С каким удовольствием перебираю свои сокровища: записки, счеты, книги, камешки, сухие травки и ветки, напоминающие мне или сокрытие Роны, la perte da Rhone, или могилу отца Лоренза, или густую иву, под которою англичанин Поп сочинял лучшие стихи свои! Согласитесь, что все на свете крезы бедны передо мною!»*Карамзин Н. М. Письма русского путешественника. Л.: Наука, 1984. С. 388.

Почти девятимесячная принстонская командировка Гаспарова не оставила никаких чувствительных «воспоминаний путешественника» (кроме двух-трех разговоров с душевно близкими и интересными для него собеседниками*Так, об античнице Е. В. Алексеевой, помогавшей ему в работе над мандельштамовским архивом, Гаспаров пишет: «Худая, болезненная <…>, нервы натянутые. В голосе иногда слезы, но владеет собой. <…> общий язык нашелся, и разговоры получаются такие человеческие, что мне все еще непривычно. Вот и еще одним хорошим человеком в жизни больше...» (Ваш М. Г. С. 328). Вообще с тихими и болезненными интеллигентными собеседниками Гаспаров легче находил общий язык. «С малознакомыми и новознакомыми людьми, — писал он в одном из своих принстонских писем, — вдруг получались очень хорошие разговоры: старенькая преподавательница (моложе меня на два года), устроившая мне визит в Блумингтон, разговаривала со мной так, что на прощание мы обнялись и я ее по головке погладил» (Там же. С. 326). Речь идет о профессоре Индианского университета «тихой бахтинистке» Нине Перлиной, подсказавшей Гаспарову, что темный мандельштамовский стих «жаркой шубы сибирских степей» из известного стихотворения о «веке-волкодаве» восходит к ремарке Велимира Хлебникова «Перун подает Юноне черную шубу сибирских лесов» из той самой заумной пьесы «Боги», о которой ученый прочитал доклад (а потом написал статью).). Но от нее остались несколько ярких, грустных и умных писем, классические статьи о мучительной работе Мандельштама над текстами своих главных и самых страшных произведений и переработанное в книжку собрание собственных «подпольных» выписок, представляющих печальную ироничную исповедь (сам автор употребил в одном из писем медицинский термин «анамнез») «безбытного», или, лучше сказать, «неуместного», российского книжника-интеллектуала, оказавшегося в идиллическом академическом городке в окруженном огнем конце XX века (в нескольких письмах этого времени академический ученый Гаспаров упоминает кровавую Чеченскую войну, начавшуюся в декабре 1994 года, — современный фон его филологической работы над статьей о пацифистских «Стихах о неизвестном солдате» Мандельштама).

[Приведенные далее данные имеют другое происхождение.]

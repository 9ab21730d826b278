//! CLI command handlers for Cardcraft.
//!
//! This module provides headless, scriptable access to the core: template
//! and session management, print-layout previews, analytics, QR payload
//! handling, and data export/import.

pub mod analytics;
pub mod data;
pub mod print;
pub mod scan;
pub mod session;
pub mod template;

// Re-export types used by main.rs and tests
pub use analytics::AnalyticsArgs;
pub use data::DataArgs;
pub use print::PrintArgs;
pub use scan::ScanArgs;
pub use session::SessionArgs;
pub use template::TemplateArgs;

use crate::clock::SystemClock;
use crate::store::{DataStore, FileBackend};

/// Store type the CLI operates on.
pub type CliStore = DataStore<FileBackend, SystemClock>;
//! Template management commands.

use anyhow::{bail, Result};
use clap::{Args, Subcommand};

use crate::cli::CliStore;
use crate::clock::SystemClock;
use crate::models::{Card, NewTemplate};

/// Manage card templates
#[derive(Debug, Clone, Args)]
pub struct TemplateArgs {
    /// Template subcommand
    #[command(subcommand)]
    pub command: TemplateCommand,
}

/// Template subcommands
#[derive(Debug, Clone, Subcommand)]
pub enum TemplateCommand {
    /// List stored templates
    List(ListArgs),
    /// Create a template with a fresh default card
    New(NewArgs),
    /// Print one template as JSON
    Show(ShowArgs),
    /// Delete a template
    Delete(DeleteArgs),
}

/// List stored templates
#[derive(Debug, Clone, Args)]
pub struct ListArgs {
    /// Output results as JSON
    #[arg(long)]
    pub json: bool,
}

/// Create a template with a fresh default card
#[derive(Debug, Clone, Args)]
pub struct NewArgs {
    /// Template name
    #[arg(short, long, value_name = "NAME")]
    pub name: String,

    /// Long description
    #[arg(short, long, value_name = "TEXT", default_value = "")]
    pub description: String,

    /// Organizational category
    #[arg(short, long, value_name = "CATEGORY", default_value = "general")]
    pub category: String,

    /// Comma-separated tags (e.g., "feedback,retro")
    #[arg(short, long, value_name = "TAGS")]
    pub tags: Option<String>,

    /// Mark the template as public
    #[arg(long)]
    pub public: bool,
}

/// Print one template as JSON
#[derive(Debug, Clone, Args)]
pub struct ShowArgs {
    /// Template id
    #[arg(value_name = "ID")]
    pub id: String,
}

/// Delete a template
#[derive(Debug, Clone, Args)]
pub struct DeleteArgs {
    /// Template id
    #[arg(value_name = "ID")]
    pub id: String,
}

impl TemplateArgs {
    /// Execute the template command
    pub fn execute(&self, store: &mut CliStore) -> Result<()> {
        match &self.command {
            TemplateCommand::List(args) => args.execute(store),
            TemplateCommand::New(args) => args.execute(store),
            TemplateCommand::Show(args) => args.execute(store),
            TemplateCommand::Delete(args) => args.execute(store),
        }
    }
}

impl ListArgs {
    fn execute(&self, store: &CliStore) -> Result<()> {
        let templates = store.templates()?;
        if self.json {
            println!("{}", serde_json::to_string_pretty(&templates)?);
            return Ok(());
        }

        if templates.is_empty() {
            println!("No templates found.");
            return Ok(());
        }
        println!("Stored templates ({}):\n", templates.len());
        for template in &templates {
            println!("  {} [{}]", template.name, template.id);
            println!("    Category: {}", template.category);
            if !template.tags.is_empty() {
                println!("    Tags: {}", template.tags.join(", "));
            }
            println!("    Updated: {}", template.updated_at.to_rfc3339());
            println!();
        }
        Ok(())
    }
}

impl NewArgs {
    fn execute(&self, store: &mut CliStore) -> Result<()> {
        let tags = self
            .tags
            .as_deref()
            .map(|t| t.split(',').map(|s| s.trim().to_string()).collect())
            .unwrap_or_default();

        let template = store.save_template(NewTemplate {
            name: self.name.clone(),
            description: self.description.clone(),
            card: Card::new(self.name.clone(), &SystemClock),
            category: self.category.clone(),
            tags,
            is_public: self.public,
        })?;

        println!("Created template '{}' with id {}", template.name, template.id);
        Ok(())
    }
}

impl ShowArgs {
    fn execute(&self, store: &CliStore) -> Result<()> {
        let Some(template) = store.template(&self.id)? else {
            bail!("Template not found: {}", self.id);
        };
        println!("{}", serde_json::to_string_pretty(&template)?);
        Ok(())
    }
}

impl DeleteArgs {
    fn execute(&self, store: &mut CliStore) -> Result<()> {
        if store.delete_template(&self.id)? {
            println!("Deleted template {}", self.id);
            Ok(())
        } else {
            bail!("Template not found: {}", self.id);
        }
    }
}
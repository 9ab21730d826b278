//! Bulk import/export commands.

use anyhow::{Context, Result};
use clap::{Args, Subcommand};
use std::fs;
use std::path::PathBuf;

use crate::cli::CliStore;

/// Import, export, and reset stored data
#[derive(Debug, Clone, Args)]
pub struct DataArgs {
    /// Data subcommand
    #[command(subcommand)]
    pub command: DataCommand,
}

/// Data subcommands
#[derive(Debug, Clone, Subcommand)]
pub enum DataCommand {
    /// Export all templates and sessions as JSON
    Export(ExportArgs),
    /// Merge a previously exported JSON blob
    Import(ImportArgs),
    /// Delete all stored templates and sessions
    Clear(ClearArgs),
}

/// Export all templates and sessions as JSON
#[derive(Debug, Clone, Args)]
pub struct ExportArgs {
    /// Write to a file instead of stdout
    #[arg(short, long, value_name = "FILE")]
    pub out: Option<PathBuf>,
}

/// Merge a previously exported JSON blob
#[derive(Debug, Clone, Args)]
pub struct ImportArgs {
    /// Path to the exported JSON file
    #[arg(value_name = "FILE")]
    pub file: PathBuf,
}

/// Delete all stored templates and sessions
#[derive(Debug, Clone, Args)]
pub struct ClearArgs {
    /// Skip the confirmation prompt
    #[arg(long)]
    pub yes: bool,
}

impl DataArgs {
    /// Execute the data command
    pub fn execute(&self, store: &mut CliStore) -> Result<()> {
        match &self.command {
            DataCommand::Export(args) => args.execute(store),
            DataCommand::Import(args) => args.execute(store),
            DataCommand::Clear(args) => args.execute(store),
        }
    }
}

impl ExportArgs {
    fn execute(&self, store: &CliStore) -> Result<()> {
        let blob = store.export_all()?;
        match &self.out {
            Some(path) => {
                fs::write(path, blob)
                    .with_context(|| format!("Failed to write {}", path.display()))?;
                println!("Exported data to {}", path.display());
            }
            None => println!("{blob}"),
        }
        Ok(())
    }
}

impl ImportArgs {
    fn execute(&self, store: &mut CliStore) -> Result<()> {
        let blob = fs::read_to_string(&self.file)
            .with_context(|| format!("Failed to read {}", self.file.display()))?;
        let report = store.import_all(&blob)?;
        println!(
            "Imported {} template(s) and {} session(s)",
            report.templates_imported, report.sessions_imported
        );
        Ok(())
    }
}

impl ClearArgs {
    fn execute(&self, store: &mut CliStore) -> Result<()> {
        if !self.yes {
            anyhow::bail!("Refusing to clear without --yes");
        }
        store.clear_all()?;
        println!("All stored data cleared");
        Ok(())
    }
}
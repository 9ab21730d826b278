//! Data models for cards, elements, templates, and workshop sessions.
//!
//! This module contains all the core data structures used throughout the
//! application. Models are designed to be independent of storage and layout
//! logic.

pub mod card;
pub mod element;
pub mod properties;
pub mod session;
pub mod template;

// Re-export all model types
pub use card::{Card, CardUpdate};
pub use element::{CardElement, ElementUpdate, Position, Size};
pub use properties::{
    ElementProperties, ElementType, ErrorCorrectionLevel, FontWeight, IconName, IconProperties,
    NameLabelProperties, QrCodeProperties, TableProperties, TextAreaProperties,
    TextFieldProperties,
};
pub use session::{
    ElementResponse, NewResponse, NewSession, Participant, ParticipantResponse, SessionStatus,
    SessionUpdate, WorkshopSession,
};
pub use template::{CardTemplate, NewTemplate, TemplateUpdate};
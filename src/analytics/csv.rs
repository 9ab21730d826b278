//! CSV export for scanned responses.

use crate::models::ParticipantResponse;

/// Column header row for the response export.
const HEADER: &str = "\"Participant ID\",\"Session ID\",\"Card ID\",\"Element Type\",\
\"Scanned Value\",\"Confidence\",\"Processed At\"";

/// Renders responses as CSV, one row per element response.
///
/// All fields are double-quoted; embedded quotes are doubled. A response
/// with N element responses yields N rows; missing scanned values and
/// confidences become empty fields.
#[must_use]
pub fn responses_to_csv(responses: &[ParticipantResponse]) -> String {
    let mut out = String::from(HEADER);
    out.push('\n');

    for response in responses {
        let processed_at = response
            .processed_at
            .map(|t| t.to_rfc3339())
            .unwrap_or_default();
        for element_response in &response.element_responses {
            let confidence = element_response
                .confidence
                .map(|c| c.to_string())
                .unwrap_or_default();
            let row = [
                response.participant_id.as_str(),
                response.session_id.as_str(),
                response.card_id.as_str(),
                element_response.element_type.as_str(),
                element_response.scanned_value.as_deref().unwrap_or(""),
                confidence.as_str(),
                processed_at.as_str(),
            ]
            .map(quote)
            .join(",");
            out.push_str(&row);
            out.push('\n');
        }
    }
    out
}

/// Quotes one CSV field, doubling embedded quotes.
fn quote(field: &str) -> String {
    format!("\"{}\"", field.replace('"', "\"\""))
}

В свою очередь, переведенный Гаспаровым американский рассказ о Дженни и Альфреде оторвался от «Записей и выписок» и стал функционировать в российском интернете просто как анекдот-страшилка. Забавно, что остроумцы из российских чатов предлагают новые развязки для этой истории. Один шутник заменил имя Альфред на Альберт, включив тем самым страшилку в «принстонский текст»: «Этим мальчиком был Альберт Эйнштейн». Другой завершил рассказ на гендерной ноте: «„Вот теперь развяжи мне бантик, и ты кое-что поймешь“. Он развязал и — увидел кадык» (или: увидел, что это был... Джонни)». Но это уже совершенно иная история, свидетельствующая о других страхах и предрассудках.

Постскриптум

«Что для меня удивительно, — меланхолически заметил коллега Майкл Вахтель, прочитав эту статью, — это то, что все это было не так давно, а ничего физического не осталось. Cтарого книжного магазина нет; бывшего кабинета, где работал Гаспаров, нет; дом, где он жил, снесли; читальный зал рукописного отдела перенесли; даже греческое кафе закрылось. Одни руины, как у твоего Карамзина». Справедливости ради нужно сказать, что кафедра славистики после ремонта переехала на светлый и теплый второй этаж, нынешние аспиранты слушают курсы по русской и украинской поэзии, и, наконец, в этом году на кафедре работают два замечательных мандельштамоведа в ожидании третьего.